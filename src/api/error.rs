//! Unified API error handling.
//!
//! All endpoints return errors in a standard JSON envelope with the
//! appropriate HTTP status code.

use axum::{
    http::StatusCode,
    response::{IntoResponse, Response},
    Json,
};
use serde::{Deserialize, Serialize};

/// Error codes for API responses
#[derive(Debug, Clone, Copy, PartialEq, Eq, Serialize, Deserialize)]
#[serde(rename_all = "snake_case")]
pub enum ErrorCode {
    BadRequest,
    Unauthorized,
    Forbidden,
    NotFound,
    Conflict,
    InternalError,
    DatabaseError,
}

impl ErrorCode {
    pub fn status_code(&self) -> StatusCode {
        match self {
            ErrorCode::BadRequest => StatusCode::BAD_REQUEST,
            ErrorCode::Unauthorized => StatusCode::UNAUTHORIZED,
            ErrorCode::Forbidden => StatusCode::FORBIDDEN,
            ErrorCode::NotFound => StatusCode::NOT_FOUND,
            ErrorCode::Conflict => StatusCode::CONFLICT,
            ErrorCode::InternalError => StatusCode::INTERNAL_SERVER_ERROR,
            ErrorCode::DatabaseError => StatusCode::INTERNAL_SERVER_ERROR,
        }
    }

    pub fn as_str(&self) -> &'static str {
        match self {
            ErrorCode::BadRequest => "bad_request",
            ErrorCode::Unauthorized => "unauthorized",
            ErrorCode::Forbidden => "forbidden",
            ErrorCode::NotFound => "not_found",
            ErrorCode::Conflict => "conflict",
            ErrorCode::InternalError => "internal_error",
            ErrorCode::DatabaseError => "database_error",
        }
    }
}

/// The inner error object in the response
#[derive(Debug, Serialize, Deserialize)]
pub struct ErrorBody {
    pub code: String,
    pub message: String,
}

/// The full error response envelope
#[derive(Debug, Serialize, Deserialize)]
pub struct ErrorResponse {
    pub error: ErrorBody,
}

/// Unified API error type
#[derive(Debug)]
pub struct ApiError {
    code: ErrorCode,
    message: String,
}

impl ApiError {
    pub fn new(code: ErrorCode, message: impl Into<String>) -> Self {
        Self {
            code,
            message: message.into(),
        }
    }

    pub fn bad_request(message: impl Into<String>) -> Self {
        Self::new(ErrorCode::BadRequest, message)
    }

    pub fn unauthorized(message: impl Into<String>) -> Self {
        Self::new(ErrorCode::Unauthorized, message)
    }

    pub fn forbidden(message: impl Into<String>) -> Self {
        Self::new(ErrorCode::Forbidden, message)
    }

    pub fn not_found(message: impl Into<String>) -> Self {
        Self::new(ErrorCode::NotFound, message)
    }

    pub fn conflict(message: impl Into<String>) -> Self {
        Self::new(ErrorCode::Conflict, message)
    }

    pub fn internal(message: impl Into<String>) -> Self {
        Self::new(ErrorCode::InternalError, message)
    }

    #[cfg(test)]
    pub fn code(&self) -> ErrorCode {
        self.code
    }
}

impl IntoResponse for ApiError {
    fn into_response(self) -> Response {
        let status = self.code.status_code();
        let response = ErrorResponse {
            error: ErrorBody {
                code: self.code.as_str().to_string(),
                message: self.message,
            },
        };
        (status, Json(response)).into_response()
    }
}

impl std::fmt::Display for ApiError {
    fn fmt(&self, f: &mut std::fmt::Formatter<'_>) -> std::fmt::Result {
        write!(f, "[{}] {}", self.code.as_str(), self.message)
    }
}

impl std::error::Error for ApiError {}

impl From<sqlx::Error> for ApiError {
    fn from(err: sqlx::Error) -> Self {
        tracing::error!("Database error: {}", err);

        match &err {
            sqlx::Error::RowNotFound => ApiError::not_found("Resource not found"),
            sqlx::Error::Database(db_err) => {
                let msg = db_err.message();
                if msg.contains("UNIQUE constraint failed") {
                    ApiError::conflict("A resource with this identifier already exists")
                } else if msg.contains("FOREIGN KEY constraint failed") {
                    ApiError::bad_request("Referenced resource does not exist")
                } else {
                    ApiError::new(ErrorCode::DatabaseError, "A database error occurred")
                }
            }
            _ => ApiError::new(ErrorCode::DatabaseError, "A database error occurred"),
        }
    }
}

§ **WHAT YOU WILL DO**:
The whole of the material above should be written out again, exactly.

§ **SOLUTION TO THE EXERCISE**:
filename src/api/error.rs
//! Unified API error handling.
//!
//! All endpoints return errors in a standard JSON envelope with the
//! appropriate HTTP status code.

use axum::{
    http::StatusCode,
    response::{IntoResponse, Response},
    Json,
};
use serde::{Deserialize, Serialize};

/// Error codes for API responses
#[derive(Debug, Clone, Copy, PartialEq, Eq, Serialize, Deserialize)]
#[serde(rename_all = "snake_case")]
pub enum ErrorCode {
    BadRequest,
    Unauthorized,
    Forbidden,
    NotFound,
    Conflict,
    InternalError,
    DatabaseError,
}

impl ErrorCode {
    pub fn status_code(&self) -> StatusCode {
        match self {
            ErrorCode::BadRequest => StatusCode::BAD_REQUEST,
            ErrorCode::Unauthorized => StatusCode::UNAUTHORIZED,
            ErrorCode::Forbidden => StatusCode::FORBIDDEN,
            ErrorCode::NotFound => StatusCode::NOT_FOUND,
            ErrorCode::Conflict => StatusCode::CONFLICT,
            ErrorCode::InternalError => StatusCode::INTERNAL_SERVER_ERROR,
            ErrorCode::DatabaseError => StatusCode::INTERNAL_SERVER_ERROR,
        }
    }

    pub fn as_str(&self) -> &'static str {
        match self {
            ErrorCode::BadRequest => "bad_request",
            ErrorCode::Unauthorized => "unauthorized",
            ErrorCode::Forbidden => "forbidden",
            ErrorCode::NotFound => "not_found",
            ErrorCode::Conflict => "conflict",
            ErrorCode::InternalError => "internal_error",
            ErrorCode::DatabaseError => "database_error",
        }
    }
}

/// The inner error object in the response
#[derive(Debug, Serialize, Deserialize)]
pub struct ErrorBody {
    pub code: String,
    pub message: String,
}

/// The full error response envelope
#[derive(Debug, Serialize, Deserialize)]
pub struct ErrorResponse {
    pub error: ErrorBody,
}

/// Unified API error type
#[derive(Debug)]
pub struct ApiError {
    code: ErrorCode,
    message: String,
}

impl ApiError {
    pub fn new(code: ErrorCode, message: impl Into<String>) -> Self {
        Self {
            code,
            message: message.into(),
        }
    }

    pub fn bad_request(message: impl Into<String>) -> Self {
        Self::new(ErrorCode::BadRequest, message)
    }

    pub fn unauthorized(message: impl Into<String>) -> Self {
        Self::new(ErrorCode::Unauthorized, message)
    }

    pub fn forbidden(message: impl Into<String>) -> Self {
        Self::new(ErrorCode::Forbidden, message)
    }

    pub fn not_found(message: impl Into<String>) -> Self {
        Self::new(ErrorCode::NotFound, message)
    }

    pub fn conflict(message: impl Into<String>) -> Self {
        Self::new(ErrorCode::Conflict, message)
    }

    pub fn internal(message: impl Into<String>) -> Self {
        Self::new(ErrorCode::InternalError, message)
    }

    #[cfg(test)]
    pub fn code(&self) -> ErrorCode {
        self.code
    }
}

impl IntoResponse for ApiError {
    fn into_response(self) -> Response {
        let status = self.code.status_code();
        let response = ErrorResponse {
            error: ErrorBody {
                code: self.code.as_str().to_string(),
                message: self.message,
            },
        };
        (status, Json(response)).into_response()
    }
}

impl std::fmt::Display for ApiError {
    fn fmt(&self, f: &mut std::fmt::Formatter<'_>) -> std::fmt::Result {
        write!(f, "[{}] {}", self.code.as_str(), self.message)
    }
}

impl std::error::Error for ApiError {}

impl From<sqlx::Error> for ApiError {
    fn from(err: sqlx::Error) -> Self {
        tracing::error!("Database error: {}", err);

        match &err {
            sqlx::Error::RowNotFound => ApiError::not_found("Resource not found"),
            sqlx::Error::Database(db_err) => {
                let msg = db_err.message();
                if msg.contains("UNIQUE constraint failed") {
                    ApiError::conflict("A resource with this identifier already exists")
                } else if msg.contains("FOREIGN KEY constraint failed") {
                    ApiError::bad_request("Referenced resource does not exist")
                } else {
                    ApiError::new(ErrorCode::DatabaseError, "A database error occurred")
                }
            }
            _ => ApiError::new(ErrorCode::DatabaseError, "A database error occurred"),
        }
    }
}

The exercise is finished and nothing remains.